CodeQL es un motor de análisis de código semántico desarrollado por GitHub. Su principal fortaleza radica en la habilidad de consultar el código fuente como si fuera una base de datos. Es Open Source y lo puedes usar por tu cuenta para hacer consultas sobre tu código:
$ # Clonar el proyecto
$ git clone https://github.com/empresa/repo
$ # Crear una base de datos CodeQL
$ codeql database create ./repo_db -s ./repo \
-j 0 -l java --command "mvn -B -DskipTests \
-DskipAssembly"
import TaintTracking::Global<UnsafeDeserializationConfig>
from PathNode source, PathNode sink
where flowPath(source, sink)
select sink.getNode().(UnsafeDeserializationSink).getMethodAccess(), source, sink,
"Unsafe deserialization of $@.", source.getNode(), "user input"
Al incluir CodeQL en el nuevo agente autónomo de GitHUb Copilot, en lugar de realizar búsquedas de texto superficiales o patrones básicos, el agente puede examinar las relaciones intrínsecas entre las diferentes partes del código, el flujo de datos y cómo las funciones interactúan entre sí.
Este nivel de comprensión es vital para la detección proactiva de vulnerabilidades y la identificación de "malos patrones" o problemas de calidad a gran escala dentro de una base de código.
Al llevar CodeQL integrado, el agente de Copilot tiene una enorme capacidad para entender el significado y la estructura del código, yendo más allá de la mera localización o procesado básico de texto. Esta "comprensión profunda" le permite identificar y formular soluciones para problemas complejos, desde errores sutiles hasta vulnerabilidades de seguridad que podrían propagarse a través del proyecto.
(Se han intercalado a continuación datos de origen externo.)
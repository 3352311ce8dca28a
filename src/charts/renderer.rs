//! Static Chart Renderer
//! Rasterises a `Chart` into an in-memory RGB image with plotters.
//!
//! This is the headless counterpart of the window: the same curves, palette
//! and legend corner, drawn without any display backend.

use crate::charts::plotter::{ChartPlotter, LINE_WIDTH};
use crate::charts::{Chart, ChartError, ChartSurface, Corner, LegendPlacement};
use crate::data::Domain;
use image::RgbImage;
use log::debug;
use plotters::prelude::*;
use std::sync::Arc;
use thiserror::Error;

#[derive(Error, Debug)]
pub enum RenderError {
    #[error(transparent)]
    Chart(#[from] ChartError),
    #[error("Failed to draw chart: {0}")]
    Draw(String),
    #[error("Bitmap buffer does not match {width}x{height}")]
    Buffer { width: u32, height: u32 },
}

/// Options for static rendering.
#[derive(Debug, Clone)]
pub struct RenderOptions {
    pub width: u32,
    pub height: u32,
    pub title: String,
    /// Caption, axis labels and legend. Needs a system font.
    pub draw_labels: bool,
}

impl Default for RenderOptions {
    fn default() -> Self {
        Self {
            width: 900,
            height: 600,
            title: "Growth Curves".to_string(),
            draw_labels: true,
        }
    }
}

/// Renders a chart into an image buffer.
pub struct StaticChartRenderer;

impl StaticChartRenderer {
    pub fn render(chart: &Chart, options: &RenderOptions) -> Result<RgbImage, RenderError> {
        let (width, height) = (options.width, options.height);
        let mut buffer = vec![0u8; width as usize * height as usize * 3];

        {
            let root = BitMapBackend::with_buffer(&mut buffer, (width, height)).into_drawing_area();
            Self::draw(&root, chart, options)?;
            root.present().map_err(|e| RenderError::Draw(e.to_string()))?;
        }

        RgbImage::from_raw(width, height, buffer).ok_or(RenderError::Buffer { width, height })
    }

    fn draw<DB: DrawingBackend>(
        root: &DrawingArea<DB, plotters::coord::Shift>,
        chart: &Chart,
        options: &RenderOptions,
    ) -> Result<(), RenderError> {
        let draw_err = |e: DrawingAreaErrorKind<DB::ErrorType>| RenderError::Draw(e.to_string());

        root.fill(&WHITE).map_err(draw_err)?;

        let (x_range, y_range) = Self::axis_ranges(chart);
        let mut builder = ChartBuilder::on(root);
        builder.margin(15);
        if options.draw_labels {
            builder
                .caption(&options.title, ("sans-serif", 22))
                .x_label_area_size(35)
                .y_label_area_size(50);
        }
        let mut ctx = builder
            .build_cartesian_2d(x_range, y_range)
            .map_err(draw_err)?;

        if options.draw_labels {
            ctx.configure_mesh()
                .x_desc("n")
                .y_desc("f(n)")
                .draw()
                .map_err(draw_err)?;
        }

        for (i, series) in chart.series().iter().enumerate() {
            let color = Self::to_rgb(ChartPlotter::series_color(i));
            let style = color.stroke_width(LINE_WIDTH as u32);
            let segments = chart.segments(series);
            debug!("drawing '{}' as {} segment(s)", series.label, segments.len());

            for (j, segment) in segments.into_iter().enumerate() {
                let drawn = ctx
                    .draw_series(LineSeries::new(segment, style))
                    .map_err(draw_err)?;
                // One legend entry per series, not per segment
                if j == 0 {
                    drawn.label(series.label.clone()).legend(move |(x, y)| {
                        PathElement::new(vec![(x, y), (x + 20, y)], color.stroke_width(2))
                    });
                }
            }
        }

        if options.draw_labels {
            if let Some(corner) = chart.legend_corner() {
                ctx.configure_series_labels()
                    .position(Self::label_position(corner))
                    .background_style(WHITE.mix(0.8))
                    .border_style(BLACK)
                    .draw()
                    .map_err(draw_err)?;
            }
        }

        Ok(())
    }

    /// Data bounds padded so lines do not sit on the frame.
    fn axis_ranges(chart: &Chart) -> (std::ops::Range<f64>, std::ops::Range<f64>) {
        let Some((x0, x1, y0, y1)) = chart.bounds() else {
            return (0.0..1.0, 0.0..1.0);
        };
        let pad = |lo: f64, hi: f64| {
            let span = if hi > lo { hi - lo } else { 1.0 };
            (lo - span * 0.02)..(hi + span * 0.05)
        };
        (pad(x0, x1), pad(y0, y1))
    }

    fn to_rgb(color: egui::Color32) -> RGBColor {
        RGBColor(color.r(), color.g(), color.b())
    }

    fn label_position(corner: Corner) -> SeriesLabelPosition {
        match corner {
            Corner::UpperRight => SeriesLabelPosition::UpperRight,
            Corner::UpperLeft => SeriesLabelPosition::UpperLeft,
            Corner::LowerLeft => SeriesLabelPosition::LowerLeft,
            Corner::LowerRight => SeriesLabelPosition::LowerRight,
        }
    }
}

/// Headless surface: collects curves and renders them to a bitmap on display.
pub struct BitmapSurface {
    chart: Chart,
    options: RenderOptions,
}

impl BitmapSurface {
    pub fn new(options: RenderOptions) -> Self {
        Self {
            chart: Chart::new(),
            options,
        }
    }
}

impl ChartSurface for BitmapSurface {
    type Output = RgbImage;
    type Error = RenderError;

    fn add_curve(
        &mut self,
        domain: &Arc<Domain>,
        values: &[Option<f64>],
        label: &str,
    ) -> Result<(), ChartError> {
        self.chart.add_curve(domain, values, label)
    }

    fn show_legend(&mut self, placement: LegendPlacement) {
        self.chart.show_legend(placement);
    }

    fn display(self) -> Result<RgbImage, RenderError> {
        StaticChartRenderer::render(&self.chart, &self.options)
    }
}

#[cfg(test)]
mod tests {
    use super::*;
    use crate::data::Curve;

    fn unlabeled(width: u32, height: u32) -> RenderOptions {
        RenderOptions {
            width,
            height,
            draw_labels: false,
            ..RenderOptions::default()
        }
    }

    fn growth_surface(options: RenderOptions) -> BitmapSurface {
        let domain = Arc::new(Domain::default());
        let mut surface = BitmapSurface::new(options);
        for curve in Curve::sample_all(Arc::clone(&domain)) {
            surface
                .add_curve(&domain, &curve.values, curve.label())
                .unwrap();
        }
        surface.show_legend(LegendPlacement::Best);
        surface
    }

    #[test]
    fn renders_requested_size() {
        let img = growth_surface(unlabeled(320, 200)).display().unwrap();
        assert_eq!(img.dimensions(), (320, 200));
    }

    #[test]
    fn every_series_color_reaches_the_bitmap() {
        let img = growth_surface(unlabeled(400, 300)).display().unwrap();
        for i in 0..4 {
            let c = ChartPlotter::series_color(i);
            let want = [c.r(), c.g(), c.b()];
            assert!(
                img.pixels().any(|p| p.0 == want),
                "no pixel drawn in color of series {}",
                i
            );
        }
    }

    #[test]
    fn empty_chart_is_blank() {
        let img = BitmapSurface::new(unlabeled(64, 64)).display().unwrap();
        assert!(img.pixels().all(|p| p.0 == [255, 255, 255]));
    }

    #[test]
    fn axis_ranges_cover_the_data() {
        let chart = growth_surface(unlabeled(10, 10)).chart;
        let (x, y) = StaticChartRenderer::axis_ranges(&chart);
        assert!(x.start < 0.0 && x.end > 99.0);
        assert!(y.start < 0.0 && y.end > 99.0 * 99f64.log2());
    }

    #[test]
    fn label_positions_follow_corner() {
        assert!(matches!(
            StaticChartRenderer::label_position(Corner::UpperLeft),
            SeriesLabelPosition::UpperLeft
        ));
    }
}
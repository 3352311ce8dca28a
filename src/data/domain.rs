//! Domain Module
//! The ordered integer x-values shared by every curve on a chart.

/// Number of points plotted for each curve.
pub const DOMAIN_SIZE: usize = 100;

/// Ordered sequence of integers `0..size`.
///
/// Generated once and shared read-only (behind an `Arc`) by all curves so
/// that every curve is sampled at exactly the same x-positions.
#[derive(Debug, Clone, PartialEq, Eq)]
pub struct Domain {
    values: Vec<u32>,
}

impl Default for Domain {
    fn default() -> Self {
        Self::new(DOMAIN_SIZE)
    }
}

impl Domain {
    pub fn new(size: usize) -> Self {
        Self {
            values: (0..size as u32).collect(),
        }
    }

    pub fn len(&self) -> usize {
        self.values.len()
    }

    pub fn is_empty(&self) -> bool {
        self.values.is_empty()
    }

    pub fn values(&self) -> &[u32] {
        &self.values
    }

    /// X-values as floats, ready for a plotting backend.
    pub fn x_values(&self) -> impl Iterator<Item = f64> + '_ {
        self.values.iter().map(|&n| f64::from(n))
    }
}
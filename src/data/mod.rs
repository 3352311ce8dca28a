//! Data module - Domain generation and curve sampling

mod curves;
mod domain;

pub use curves::Curve;
pub use domain::{Domain, DOMAIN_SIZE};
//! Growth Curve Plotter
//! Samples the growth functions and hands them to a chart surface.

use crate::charts::{
    BitmapSurface, Chart, ChartError, ChartSurface, LegendPlacement, RenderError, RenderOptions,
};
use crate::data::{Curve, Domain, DOMAIN_SIZE};
use crate::gui::{WindowError, WindowOptions, WindowSurface};
use image::RgbImage;
use log::info;
use std::sync::Arc;
use thiserror::Error;

#[derive(Error, Debug)]
pub enum PlotterError {
    #[error(transparent)]
    Chart(#[from] ChartError),
    #[error(transparent)]
    Window(#[from] WindowError),
    #[error(transparent)]
    Render(#[from] RenderError),
}

impl PlotterError {
    pub fn is_display_unavailable(&self) -> bool {
        matches!(self, PlotterError::Window(WindowError::DisplayUnavailable(_)))
    }
}

/// Plotter settings. Fixed at their defaults when run as a program.
#[derive(Debug, Clone)]
pub struct PlotterSettings {
    pub domain_size: usize,
    pub legend: LegendPlacement,
    pub window: WindowOptions,
    pub bitmap: RenderOptions,
}

impl Default for PlotterSettings {
    fn default() -> Self {
        Self {
            domain_size: DOMAIN_SIZE,
            legend: LegendPlacement::Best,
            window: WindowOptions::default(),
            bitmap: RenderOptions::default(),
        }
    }
}

/// Computes the growth curves and renders them on one chart.
///
/// Holds no state beyond its settings, so it can render any number of
/// times and onto any `ChartSurface`.
#[derive(Debug, Clone, Default)]
pub struct GrowthCurvePlotter {
    pub settings: PlotterSettings,
}

impl GrowthCurvePlotter {
    pub fn new() -> Self {
        Self::default()
    }

    pub fn with_settings(settings: PlotterSettings) -> Self {
        Self { settings }
    }

    /// The four curves over a freshly generated, shared domain.
    pub fn curves(&self) -> Vec<Curve> {
        let domain = Arc::new(Domain::new(self.settings.domain_size));
        Curve::sample_all(domain)
    }

    /// Add every curve and the legend to `surface`, then display it.
    pub fn render_on<S>(&self, mut surface: S) -> Result<S::Output, PlotterError>
    where
        S: ChartSurface,
        PlotterError: From<S::Error>,
    {
        let curves = self.curves();
        info!(
            "rendering {} curves over {} points",
            curves.len(),
            self.settings.domain_size
        );

        for curve in &curves {
            surface
                .add_curve(&curve.domain, &curve.values, curve.label())
                .map_err(PlotterError::Chart)?;
        }
        surface.show_legend(self.settings.legend);

        Ok(surface.display()?)
    }

    /// Open a window with the chart and block until it is closed.
    pub fn render(&self) -> Result<(), PlotterError> {
        self.render_on(WindowSurface::new(self.settings.window.clone()))
    }

    /// Build the chart in memory without displaying it anywhere.
    #[allow(dead_code)]
    pub fn chart(&self) -> Result<Chart, PlotterError> {
        self.render_on(Chart::new())
    }

    /// Rasterise the chart without a display.
    #[allow(dead_code)]
    pub fn render_bitmap(&self) -> Result<RgbImage, PlotterError> {
        self.render_on(BitmapSurface::new(self.settings.bitmap.clone()))
    }
}

#[cfg(test)]
mod tests {
    use super::*;
    use crate::charts::Corner;
    use crate::gui::probe_unix_display;
    use std::collections::HashSet;

    #[test]
    fn chart_has_the_four_labelled_curves() {
        let chart = GrowthCurvePlotter::new().chart().unwrap();
        let labels: HashSet<&str> = chart.labels().into_iter().collect();
        let want: HashSet<&str> = ["linear", "log2 n", "n log2 n", "n log10 n"]
            .into_iter()
            .collect();
        assert_eq!(chart.series().len(), 4);
        assert_eq!(labels, want);
        assert_eq!(chart.legend(), Some(LegendPlacement::Best));
        assert_eq!(chart.legend_corner(), Some(Corner::UpperLeft));
    }

    #[test]
    fn every_series_spans_the_domain() {
        let chart = GrowthCurvePlotter::new().chart().unwrap();
        let domain = chart.domain().unwrap();
        assert_eq!(domain.len(), 100);
        assert!(chart.series().iter().all(|s| s.values.len() == 100));
    }

    #[test]
    fn rendering_twice_gives_the_same_chart() {
        let plotter = GrowthCurvePlotter::new();
        let a = plotter.chart().unwrap();
        let b = plotter.chart().unwrap();
        for (x, y) in a.series().iter().zip(b.series()) {
            assert_eq!(x.label, y.label);
            assert_eq!(x.values, y.values);
        }
    }

    #[test]
    fn domain_size_comes_from_settings() {
        let plotter = GrowthCurvePlotter::with_settings(PlotterSettings {
            domain_size: 10,
            ..PlotterSettings::default()
        });
        let curves = plotter.curves();
        assert!(curves.iter().all(|c| c.values.len() == 10));
    }

    #[test]
    fn headless_bitmap_render() {
        let mut settings = PlotterSettings::default();
        settings.bitmap = RenderOptions {
            width: 200,
            height: 150,
            draw_labels: false,
            ..RenderOptions::default()
        };
        let img = GrowthCurvePlotter::with_settings(settings)
            .render_bitmap()
            .unwrap();
        assert_eq!(img.dimensions(), (200, 150));
        assert!(img.pixels().any(|p| p.0 != [255, 255, 255]));
    }

    #[test]
    fn window_render_reports_missing_display() {
        // Only meaningful where the probe runs and no display is configured
        let headless = probe_unix_display(|key| std::env::var_os(key)).is_err();
        if !cfg!(all(unix, not(any(target_os = "macos", target_os = "ios", target_os = "android"))))
            || !headless
        {
            return;
        }
        let err = GrowthCurvePlotter::new().render().unwrap_err();
        assert!(err.is_display_unavailable());
    }
}
use chrono::Utc;
use sea_orm::{
    ActiveModelTrait, ConnectionTrait, DbErr, EntityTrait, PaginatorTrait, QueryOrder, Set,
};
use serde::Serialize;

use crate::entities::visit;

/// Request metadata captured by the visit middleware.
#[derive(Clone, Debug, PartialEq, Serialize)]
pub struct VisitMetadata {
    pub ip_address: String,
    pub user_agent: String,
    pub url: String,
    pub referrer: Option<String>,
    pub path: String,
}

pub async fn record_visit<C: ConnectionTrait>(
    db: &C,
    visit: VisitMetadata,
) -> Result<visit::Model, DbErr> {
    let now = Utc::now();
    visit::ActiveModel {
        ip_address: Set(visit.ip_address),
        user_agent: Set(visit.user_agent),
        url: Set(visit.url),
        referrer: Set(visit.referrer),
        path: Set(visit.path),
        created_at: Set(now),
        updated_at: Set(now),
        ..Default::default()
    }
    .insert(db)
    .await
}

#[derive(Debug, Serialize)]
pub struct VisitPage {
    pub visits: Vec<visit::Model>,
    pub page: u64,
    pub page_size: u64,
    pub total: u64,
}

/// Newest first. `page` starts at 1.
pub async fn list_visits<C: ConnectionTrait>(
    db: &C,
    page: u64,
    page_size: u64,
) -> Result<VisitPage, DbErr> {
    let page = page.max(1);
    let page_size = page_size.clamp(1, 100);
    let paginator = visit::Entity::find()
        .order_by_desc(visit::Column::Id)
        .paginate(db, page_size);
    let total = paginator.num_items().await?;
    let visits = paginator.fetch_page(page - 1).await?;
    Ok(VisitPage {
        visits,
        page,
        page_size,
        total,
    })
}
use sea_orm::entity::prelude::*;
use serde::Serialize;

/// Thumbnail image of a menu category. The newest row wins.
#[derive(Clone, Debug, PartialEq, DeriveEntityModel, Serialize)]
#[sea_orm(table_name = "gallery_menu_category")]
pub struct Model {
    #[sea_orm(primary_key)]
    pub id: i32,
    #[sea_orm(indexed)]
    pub menu_category_id: i32,
    pub name: String,
    pub image: String,
    pub created_at: DateTimeUtc,
    pub updated_at: DateTimeUtc,
    #[sea_orm(nullable)]
    pub deleted_at: Option<DateTimeUtc>,
}

#[derive(Copy, Clone, Debug, EnumIter, DeriveRelation)]
pub enum Relation {
    #[sea_orm(
        belongs_to = "super::menu_category::Entity",
        from = "Column::MenuCategoryId",
        to = "super::menu_category::Column::Id",
        on_update = "Cascade",
        on_delete = "Cascade"
    )]
    Category,
}

impl Related<super::menu_category::Entity> for Entity {
    fn to() -> RelationDef {
        Relation::Category.def()
    }
}

impl ActiveModelBehavior for ActiveModel {}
Posible impacto futuro del agente de GitHub Copilot
La integración de esta capacidad de agente autónomo en GitHub Copilot no es solo una mejora tecnológica: representa un cambio muy importante en la forma de plantearse el desarrollo de software, ya que redefine de nuevo la relación entre los desarrolladores y la IA, pasando de una herramienta de asistencia a un auténtico colega de programación.
El impacto más directo y beneficioso para los equipos de desarrollo es la liberación de tiempo y energía. Al delegar al agente tareas de baja a media complejidad, los desarrolladores pueden concentrarse en cosas que aporten mayor valor.
Aunque este agente es todavía un prototipo en desarrollo temprano, según GitHub las pruebas internas ya han demostrado su eficacia en bases de código conocidas y bien probadas de antemano. GitHub lo considera una inversión a largo plazo para transformar el mantenimiento de software.